▶ [Work task]
Every line with the string "bytes" must be copied from the entries below.

(Dataset entries)

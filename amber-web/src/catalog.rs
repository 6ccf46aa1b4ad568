//! Process-wide flow engine for the browser build.
//!
//! The catalog and flow variants are embedded at compile time, validated once
//! on first use and shared by every session the page starts.
use amber_flow::{ConfigError, FlowEngine, FlowMachine, StaticCatalogSource};
use once_cell::sync::Lazy;

static ENGINE: Lazy<Result<FlowEngine<StaticCatalogSource>, String>> = Lazy::new(|| {
    FlowEngine::new(StaticCatalogSource).map_err(|err| {
        log::error!("embedded catalog rejected: {err}");
        err.to_string()
    })
});

#[derive(Debug, thiserror::Error)]
pub enum SessionError {
    #[error("catalog unavailable: {0}")]
    Engine(String),
    #[error(transparent)]
    Config(#[from] ConfigError),
}

/// Shared engine, or the reason it failed to load.
///
/// # Errors
///
/// Returns the load error when the embedded catalog or configuration is invalid.
pub fn engine() -> Result<&'static FlowEngine<StaticCatalogSource>, SessionError> {
    ENGINE
        .as_ref()
        .map_err(|err| SessionError::Engine(err.clone()))
}

/// Start a fresh session for `variant`, falling back to the default variant.
///
/// # Errors
///
/// Returns an error if the engine failed to load or the variant is unknown.
pub fn start_session(variant: Option<&str>) -> Result<FlowMachine, SessionError> {
    Ok(engine()?.start_session(variant)?)
}

/// Start the session a page load asked for. An unknown variant falls back
/// to the default one instead of leaving the page blank.
///
/// # Errors
///
/// Returns an error only when the embedded data itself is unusable.
pub fn initial_session(requested: Option<&str>) -> Result<FlowMachine, SessionError> {
    match start_session(requested) {
        Err(SessionError::Config(err)) if requested.is_some() => {
            log::warn!("{err}; starting the default variant");
            start_session(None)
        }
        other => other,
    }
}

/// Decode a form-encoded query component: `+` is a space and `%XX` a byte.
/// Returns `None` for malformed escapes or bytes that are not UTF-8.
fn decode_query_component(raw: &str) -> Option<String> {
    let mut bytes = Vec::with_capacity(raw.len());
    let mut rest = raw.bytes();
    while let Some(byte) = rest.next() {
        match byte {
            b'+' => bytes.push(b' '),
            b'%' => {
                let hi = char::from(rest.next()?).to_digit(16)?;
                let lo = char::from(rest.next()?).to_digit(16)?;
                bytes.push(u8::try_from(hi * 16 + lo).ok()?);
            }
            other => bytes.push(other),
        }
    }
    String::from_utf8(bytes).ok()
}

/// Extract the `variant` parameter from a location query string.
#[must_use]
pub fn variant_from_query(search: &str) -> Option<String> {
    search
        .trim_start_matches('?')
        .split('&')
        .filter_map(|pair| pair.split_once('='))
        .find(|(key, _)| decode_query_component(key).as_deref() == Some("variant"))
        .and_then(|(_, value)| decode_query_component(value))
        .map(|value| value.trim().to_string())
        .filter(|value| !value.is_empty())
}

/// Variant requested by the current page URL (`?variant=reveal`).
#[must_use]
pub fn requested_variant() -> Option<String> {
    crate::dom::location_search().and_then(|search| variant_from_query(&search))
}
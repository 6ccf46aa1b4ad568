use amber_flow::TabId;
use yew::prelude::*;

/// Display name and icon for a home tab.
#[must_use]
pub fn tab_label(tab: &TabId) -> (&str, &'static str) {
    match tab.as_str() {
        TabId::WISHES => ("0 Yuan Wish", "fa-wand-magic-sparkles"),
        TabId::MERCHANTS => ("Merchants", "fa-store"),
        TabId::GOD_COUPONS => ("God Coupons", "fa-ticket-simple"),
        other => (other, "fa-circle"),
    }
}

#[derive(Properties, Clone, PartialEq)]
pub struct TabBarProps {
    pub tabs: Vec<TabId>,
    pub active: TabId,
    pub on_select: Callback<String>,
}

#[function_component(TabBar)]
pub fn tab_bar(props: &TabBarProps) -> Html {
    html! {
        <nav class="fixed bottom-0 inset-x-0 max-w-md mx-auto bg-white border-t border-gray-200 flex justify-around py-2" role="tablist">
            { for props.tabs.iter().map(|tab| {
                let selected = *tab == props.active;
                let (label, icon) = tab_label(tab);
                let on_click = {
                    let on_select = props.on_select.clone();
                    let id = tab.to_string();
                    Callback::from(move |_: MouseEvent| on_select.emit(id.clone()))
                };
                html! {
                    <button
                        class={classes!("flex", "flex-col", "items-center", "space-y-1", if selected { "text-purple-600" } else { "text-gray-400" })}
                        role="tab"
                        aria-selected={selected.to_string()}
                        data-tab={tab.to_string()}
                        onclick={on_click}
                    >
                        <i class={classes!("fa-solid", icon, "text-xl")}></i>
                        <span class="text-[10px] font-bold">{ label.to_string() }</span>
                    </button>
                }
            }) }
        </nav>
    }
}
//! Home-stage tab router.
use serde::{Deserialize, Serialize};
use smallvec::SmallVec;
use std::fmt;

use crate::error::FlowError;

/// Identifier of a home content tab, e.g. `WISHES`.
#[derive(Debug, Clone, PartialEq, Eq, Hash, PartialOrd, Ord, Serialize, Deserialize)]
#[serde(transparent)]
pub struct TabId(String);

impl TabId {
    pub const WISHES: &'static str = "WISHES";
    pub const MERCHANTS: &'static str = "MERCHANTS";
    pub const GOD_COUPONS: &'static str = "GOD_COUPONS";

    #[must_use]
    pub fn new(id: impl Into<String>) -> Self {
        Self(id.into())
    }

    #[must_use]
    pub fn as_str(&self) -> &str {
        &self.0
    }
}

impl fmt::Display for TabId {
    fn fmt(&self, f: &mut fmt::Formatter<'_>) -> fmt::Result {
        f.write_str(&self.0)
    }
}

impl From<&str> for TabId {
    fn from(value: &str) -> Self {
        Self::new(value)
    }
}

impl PartialEq<str> for TabId {
    fn eq(&self, other: &str) -> bool {
        self.0 == other
    }
}

impl PartialEq<&str> for TabId {
    fn eq(&self, other: &&str) -> bool {
        self.0 == *other
    }
}

/// Fixed tab set for a flow variant. Every variant ships three tabs.
pub type TabSet = SmallVec<[TabId; 3]>;

/// Tracks the active tab among a fixed set. Selection is direct replacement,
/// no history is kept.
#[derive(Debug, Clone, PartialEq, Eq)]
pub struct TabRouter {
    tabs: TabSet,
    active: usize,
}

impl TabRouter {
    /// Router over `tabs` with the first tab active. Returns `None` for an empty set.
    #[must_use]
    pub fn new(tabs: TabSet) -> Option<Self> {
        if tabs.is_empty() {
            return None;
        }
        Some(Self { tabs, active: 0 })
    }

    #[must_use]
    pub fn active(&self) -> &TabId {
        &self.tabs[self.active]
    }

    #[must_use]
    pub fn tabs(&self) -> &[TabId] {
        &self.tabs
    }

    #[must_use]
    pub fn contains(&self, tab: &str) -> bool {
        self.position(tab).is_some()
    }

    fn position(&self, tab: &str) -> Option<usize> {
        self.tabs.iter().position(|t| t == tab)
    }

    /// Make `tab` the active tab.
    ///
    /// # Errors
    ///
    /// Returns `FlowError::UnknownTab` if `tab` is outside the fixed set; the
    /// active tab is left unchanged.
    pub fn select(&mut self, tab: &str) -> Result<&TabId, FlowError> {
        let idx = self
            .position(tab)
            .ok_or_else(|| FlowError::UnknownTab(tab.to_string()))?;
        self.active = idx;
        Ok(&self.tabs[idx])
    }
}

▶ [The answer]
/// Returns `None` for malformed escapes or bytes that are not UTF-8.
    let mut bytes = Vec::with_capacity(raw.len());
    let mut rest = raw.bytes();
            b'+' => bytes.push(b' '),
                bytes.push(u8::try_from(hi * 16 + lo).ok()?);
            other => bytes.push(other),
    String::from_utf8(bytes).ok()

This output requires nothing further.